Something flickered in my chest I haven't felt in months hearing the sweet words. Garrett stepped back, allowing a gap between the two of us so AJ could approach. I lowered myself down to my knees, reaching out with a shaky hand to brush the seven-year old's dark bangs out of his eyes. He immediately stepped forward and threw his arms over my shoulders and hugged me. A quiet, muffled cry escaped me at the action, and I clutched the little boy against me, one of my hands in his hair as he squeezed me tighter every time another sob would escape.

"It's going to be okay." AJ promised. "You're going to be okay; I promise."

*

I looked to Garrett on the bed to my left on top of his black comforter, his head propped on his elbow, eyes so heavy that every few seconds they'd flutter shut before he'd jerk awake again and look to me. It was a little after one in the morning and I knew without a doubt he was beyond exhausted after the last twenty-four hours, but was trying hard to stay awake to be sure I was ok.

"Ev." he muttered groggily. "Lay down."

I shook my head, "No."

"Everly. Lay." He repeated, a little more awake this time.

I moved toward the headboard, flipping the blanket up so I could climb under it. Garrett must have momentarily dozed off, or maybe he was waiting until I was in the bed, before he started talking again.

"Your dreams and nightmares stem from your subconscious. What you think about before you go to bed." he explained, yawned, then continued, "I'm not saying you have a lot of control over that, but trying to put your mind in a better place before you try and sleep might help."

I rolled over on to my side, meeting his half open eyes, his eyelashes covering the little of them that was open. "I can't. Every time I shut my eyes I see flashes of what happened."

"You can only think of one thing at a time, Ev." he said through another yawn. "Think about the good things. Think about the you in that photo with your boyfriend. Think about the girl that was so drunk in love she saw nothing outside of him.
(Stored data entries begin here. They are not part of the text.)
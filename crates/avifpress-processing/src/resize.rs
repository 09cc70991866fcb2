//! Downscale policy for oversized sources
//!
//! Images whose longest edge exceeds the threshold are scaled down before
//! watermarking and encoding; nothing is ever upscaled.

use image::{DynamicImage, GenericImageView};

/// Decides whether a source needs downscaling before conversion.
#[derive(Debug, Clone, Copy)]
pub struct ResizePolicy {
    pub max_edge: u32,
}

impl ResizePolicy {
    pub fn new(max_edge: u32) -> Self {
        Self { max_edge }
    }

    /// Target dimensions for an oversized image, or `None` when both edges
    /// already fit. Aspect ratio is preserved; the longest edge lands exactly
    /// on the threshold.
    pub fn decide(&self, width: u32, height: u32) -> Option<(u32, u32)> {
        if width <= self.max_edge && height <= self.max_edge {
            return None;
        }

        let scale = self.max_edge as f64 / width.max(height) as f64;
        let target_width = ((width as f64 * scale).round() as u32).max(1);
        let target_height = ((height as f64 * scale).round() as u32).max(1);

        Some((target_width, target_height))
    }

    /// Downscale to the decided dimensions.
    pub fn downscale(&self, img: &DynamicImage, (width, height): (u32, u32)) -> DynamicImage {
        let (orig_width, orig_height) = img.dimensions();
        let filter = select_filter(orig_width, orig_height, width, height);
        img.resize_exact(width, height, filter)
    }
}

impl Default for ResizePolicy {
    fn default() -> Self {
        Self::new(2000)
    }
}

/// Select a filter based on the downscale ratio: cheaper filters for heavy
/// reductions, Lanczos3 when close to the original size.
pub fn select_filter(
    orig_width: u32,
    orig_height: u32,
    new_width: u32,
    new_height: u32,
) -> image::imageops::FilterType {
    let width_ratio = orig_width as f32 / new_width as f32;
    let height_ratio = orig_height as f32 / new_height as f32;
    let max_ratio = width_ratio.max(height_ratio);

    if max_ratio > 2.0 {
        image::imageops::FilterType::Triangle
    } else if max_ratio > 1.5 {
        image::imageops::FilterType::CatmullRom
    } else {
        image::imageops::FilterType::Lanczos3
    }
}

#[cfg(test)]
mod tests {
    use super::*;
    use image::{Rgba, RgbaImage};

    #[test]
    fn test_no_resize_within_threshold() {
        let policy = ResizePolicy::new(2000);
        assert_eq!(policy.decide(800, 600), None);
        assert_eq!(policy.decide(2000, 2000), None);
        assert_eq!(policy.decide(1, 1), None);
    }

    #[test]
    fn test_landscape_resize() {
        let policy = ResizePolicy::new(2000);
        let (w, h) = policy.decide(4000, 3000).unwrap();
        assert_eq!(w, 2000);
        assert_eq!(h, 1500);
    }

    #[test]
    fn test_portrait_resize() {
        let policy = ResizePolicy::new(2000);
        let (w, h) = policy.decide(3000, 6000).unwrap();
        assert_eq!(w, 1000);
        assert_eq!(h, 2000);
    }

    #[test]
    fn test_long_edge_lands_on_threshold() {
        let policy = ResizePolicy::new(2000);
        for (w, h) in [(2001, 5), (9999, 4321), (2500, 2500)] {
            let (nw, nh) = policy.decide(w, h).unwrap();
            assert_eq!(nw.max(nh), 2000, "input {}x{}", w, h);
        }
    }

    #[test]
    fn test_aspect_ratio_preserved_within_rounding() {
        let policy = ResizePolicy::new(2000);
        let (nw, nh) = policy.decide(4096, 2304).unwrap();
        let original = 4096.0 / 2304.0;
        let resized = nw as f64 / nh as f64;
        assert!((original - resized).abs() < 0.01);
    }

    #[test]
    fn test_extreme_aspect_never_hits_zero() {
        let policy = ResizePolicy::new(2000);
        let (nw, nh) = policy.decide(100_000, 2).unwrap();
        assert_eq!(nw, 2000);
        assert!(nh >= 1);
    }

    #[test]
    fn test_downscale_produces_target_dimensions() {
        let policy = ResizePolicy::new(100);
        let img =
            DynamicImage::ImageRgba8(RgbaImage::from_pixel(400, 200, Rgba([255, 0, 0, 255])));
        let target = policy.decide(400, 200).unwrap();
        let resized = policy.downscale(&img, target);
        assert_eq!(resized.dimensions(), (100, 50));
    }

    #[test]
    fn test_select_filter_ratios() {
        use image::imageops::FilterType;
        assert_eq!(select_filter(4000, 4000, 1000, 1000), FilterType::Triangle);
        assert_eq!(select_filter(1800, 1800, 1000, 1000), FilterType::CatmullRom);
        assert_eq!(select_filter(1100, 1100, 1000, 1000), FilterType::Lanczos3);
    }
}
Think about every little detail you put into that drawing of him you showed me."

I tried to do as he said, but every time I thought of Miles, the mess he was in the cafeteria was all that circled my thoughts.

"You have far more good memories with him, with your friends, than what you experienced at that school, Everly. I know it's hard but try and dig deeper and pull them out." Garrett encouraged. "I know she's still in there, the girl from those photos. I still see flickers of her in you, Ev. You just got to let her back in."

I reached across the top of the comforter and touched my hand to his. "Thank you, Garrett."

"Of course." He mumbled.

"No, I mean, thank you for. . . for being you, I guess. For helping me, standing by me, when nobody else will." I said, my voice catching. "You're a good friend."

A half smile tugged at the right side of his mouth as he rested his head fully down against his pillow. "I got you, Everly."

Within seconds, he was out, hair curtaining his closed eyes, lips slightly parted, only enough to let out a quiet wheezing sound with every breath he took. I reached to the end of the bed where he'd left the fleece throw he'd grabbed for himself and pulled it over him. It was laying on the other side of Garrett's bed, that I saw him for the first time. Not the kid who'd went out of his way to befriend me, to have my back without knowing anything outside of what the news had spat out onto every station and article in existence the last few months.

I saw the teenage boy that had his entire life laid out before him, that in less than six months would be walking across the stage for graduation and would move on to live a life that my boyfriend would never get to see. But it was in that image that I finally understood what Garrett and my father had been trying so hard to get me to understand.

I wouldn't get anywhere, no change would be made, if I continued to sit and isolate myself from the world. I had walked out of Lincoln Heights alive for a reason. I couldn't let all those lives just be another old news article nobody looked back at until another tragedy brought it back to light. I had to be the change, I had to live for all those who would never get the chance to.